There are various benefits those are essential for increasing growth of market for the company. Such as:

  • Lower purchased price or costs.
  • Greater access to deliver products technology
  • Improve relationship of suppliers

            Limitations: It is not operating for longer period of time, the continual short-term hedging of repeated transactions can not limited effectiveness to an organization. Chances of illegal transactions are more.

Q4.

(a): Asymmetric information: It is said to be an effective information which fails and occurs in respect to one party to an economic transaction possesses high material information instead of another one. It is associated with the study of decisions that are related with various transactions.

(b): Moral hazard: It is a kind of situations under which one party gets concluded in a risky activities determining that it is safe from all kind of risk and other individual would incur those costs.
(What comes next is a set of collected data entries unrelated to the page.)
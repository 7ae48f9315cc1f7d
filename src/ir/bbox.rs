//! Bounding boxes in top-left XYWH form, tagged with their coordinate space.

use std::fmt;
use std::marker::PhantomData;

use serde::{Deserialize, Serialize};

/// Marker for absolute pixel coordinates, origin at the image's top-left.
#[derive(Clone, Copy, PartialEq, Eq, Hash)]
pub enum Pixel {}

/// Marker for coordinates expressed as fractions of the image size.
#[derive(Clone, Copy, PartialEq, Eq, Hash)]
pub enum Normalized {}

impl fmt::Debug for Pixel {
    fn fmt(&self, _: &mut fmt::Formatter<'_>) -> fmt::Result {
        match *self {}
    }
}

impl fmt::Debug for Normalized {
    fn fmt(&self, _: &mut fmt::Formatter<'_>) -> fmt::Result {
        match *self {}
    }
}

/// An axis-aligned box as (x, y, width, height) with (x, y) the top-left corner.
///
/// This is the COCO `bbox` shape and the shape of a per-image CSV row. The
/// constructor does not clamp or reorder anything: boxes decoded from
/// malformed labels keep their out-of-image or negative values.
#[derive(Clone, Copy, PartialEq)]
pub struct BBoxXYWH<TSpace> {
    pub x: f64,
    pub y: f64,
    pub width: f64,
    pub height: f64,
    _space: PhantomData<TSpace>,
}

impl<TSpace> BBoxXYWH<TSpace> {
    #[inline]
    pub fn new(x: f64, y: f64, width: f64, height: f64) -> Self {
        Self {
            x,
            y,
            width,
            height,
            _space: PhantomData,
        }
    }

    /// Builds a box from its center point and size.
    #[inline]
    pub fn from_cxcywh(cx: f64, cy: f64, width: f64, height: f64) -> Self {
        Self::new(cx - width / 2.0, cy - height / 2.0, width, height)
    }

    /// Returns (center_x, center_y, width, height).
    #[inline]
    pub fn to_cxcywh(&self) -> (f64, f64, f64, f64) {
        (
            self.x + self.width / 2.0,
            self.y + self.height / 2.0,
            self.width,
            self.height,
        )
    }

    /// Returns `[x, y, width, height]`, the COCO array order.
    #[inline]
    pub fn to_array(&self) -> [f64; 4] {
        [self.x, self.y, self.width, self.height]
    }

    /// Width times height. Negative if exactly one side is negative.
    #[inline]
    pub fn area(&self) -> f64 {
        self.width * self.height
    }

    #[inline]
    pub fn is_finite(&self) -> bool {
        self.x.is_finite()
            && self.y.is_finite()
            && self.width.is_finite()
            && self.height.is_finite()
    }
}

impl BBoxXYWH<Normalized> {
    /// Scales a normalized box to pixels of a `image_width` x `image_height` image.
    pub fn to_pixel(&self, image_width: f64, image_height: f64) -> BBoxXYWH<Pixel> {
        let (cx, cy, w, h) = self.to_cxcywh();
        BBoxXYWH::from_cxcywh(
            cx * image_width,
            cy * image_height,
            w * image_width,
            h * image_height,
        )
    }
}

impl BBoxXYWH<Pixel> {
    /// Divides a pixel box by the image dimensions.
    pub fn to_normalized(&self, image_width: f64, image_height: f64) -> BBoxXYWH<Normalized> {
        BBoxXYWH::new(
            self.x / image_width,
            self.y / image_height,
            self.width / image_width,
            self.height / image_height,
        )
    }

    /// Rounds every component to `decimals` places, as written to CSV.
    pub fn rounded(&self, decimals: i32) -> Self {
        let scale = 10f64.powi(decimals);
        let round = |v: f64| (v * scale).round() / scale;
        Self::new(
            round(self.x),
            round(self.y),
            round(self.width),
            round(self.height),
        )
    }
}

impl<TSpace> fmt::Debug for BBoxXYWH<TSpace> {
    fn fmt(&self, f: &mut fmt::Formatter<'_>) -> fmt::Result {
        f.debug_struct("BBoxXYWH")
            .field("x", &self.x)
            .field("y", &self.y)
            .field("width", &self.width)
            .field("height", &self.height)
            .finish()
    }
}

impl<TSpace> Default for BBoxXYWH<TSpace> {
    fn default() -> Self {
        Self::new(0.0, 0.0, 0.0, 0.0)
    }
}

// Serialized as the bare `[x, y, w, h]` array; avoids TSpace: Serialize bounds.
impl<TSpace> Serialize for BBoxXYWH<TSpace> {
    fn serialize<S: serde::Serializer>(&self, serializer: S) -> Result<S::Ok, S::Error> {
        self.to_array().serialize(serializer)
    }
}

impl<'de, TSpace> Deserialize<'de> for BBoxXYWH<TSpace> {
    fn deserialize<D: serde::Deserializer<'de>>(deserializer: D) -> Result<Self, D::Error> {
        let [x, y, w, h] = <[f64; 4]>::deserialize(deserializer)?;
        Ok(BBoxXYWH::new(x, y, w, h))
    }
}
(c): Adverse selection: In common terms, a situation in which sellers have data that buyer does not have regarding few aspects of product quality. It some kind of tendency those in dangerous jobs or huge risk lifestyles to get certain kind of insurances.

Purpose of regulating foreign market:

There are certain regulations that are in place to ensure that the markets those are operating in more effective manner. It is essential requirement because there are certain environmental, social and government products and services that are effective for the company. It is necessary for an individual to which subjects financial institutions to certain needs that are essential for financial system. It is done to make proper regulation of all necessary transaction during the time to get more appropriate outcomes in near future time (McMorrow and Roeger, 2012).

CONCLUSION

From the above project report, it has been concluded that financial market is an essential place to make trading of various securities in effective manner. There are various rules and regulations are needed to be followed at the time of operating their business in more reliable and safe manner. They are aiming to regular the integrity of financial systems in more appropriate ways. Role and functions of a two important markets such as money and capital market.

REFERENCES

  • Ahmed, A. D., 2013. Effects of financial liberalization on financial market development and economic performance of the SSA region: An empirical assessment. Economic Modelling. 30. pp.261-273.
  • Breedon, F., Chadha, J. S. and Waters, A., 2012. The financial market impact of UK quantitative easing. Oxford Review of Economic Policy. 28(4). pp.702-728.
  • Claessens, S. and Forbes, K. eds., 2013. International financial contagion. Springer Science & Business Media.
  • Gigineishvili, M. N., 2011. Determinants of interest rate pass-through: Do macroeconomic conditions and financial market structure matter? (No. 11-176). International Monetary Fund.
  • Mayntz, R., 2012. Crisis and control: Institutional change in financial market regulation. Frankfurt am Main: Campus Verlag.
  • McMorrow, K. and Roeger, W., 2012. The economic and financial market consequences of global ageing. Springer Science & Business Media.
  • Paul, W. and Baschnagel, J., 2013. Stochastic processes. Springer.
  • Takayasu, H. ed., 2013. Empirical science of financial fluctuations: The advent of econophysics. Springer Science & Business Media.
  • Titman, S., Keown, A. J. and Martin, J. D., 2017. Financial management: Principles and applications. Pearson.
  • Tumminello, M. and et. al., 2012. Identification of clusters of investors from their real trading activity in a financial market. New Journal of Physics. 14(1). p.013041.
  • Volosovych, V., 2011. Measuring financial market integration over the long run: Is there a U-shape?. Journal of International Money and Finance. 30(7). pp.1535-1561.
  • Weinstein, B. A., CFPH LLC, 2011. Enhanced system and method for managing financial market information. U.S. Patent 7,890,396.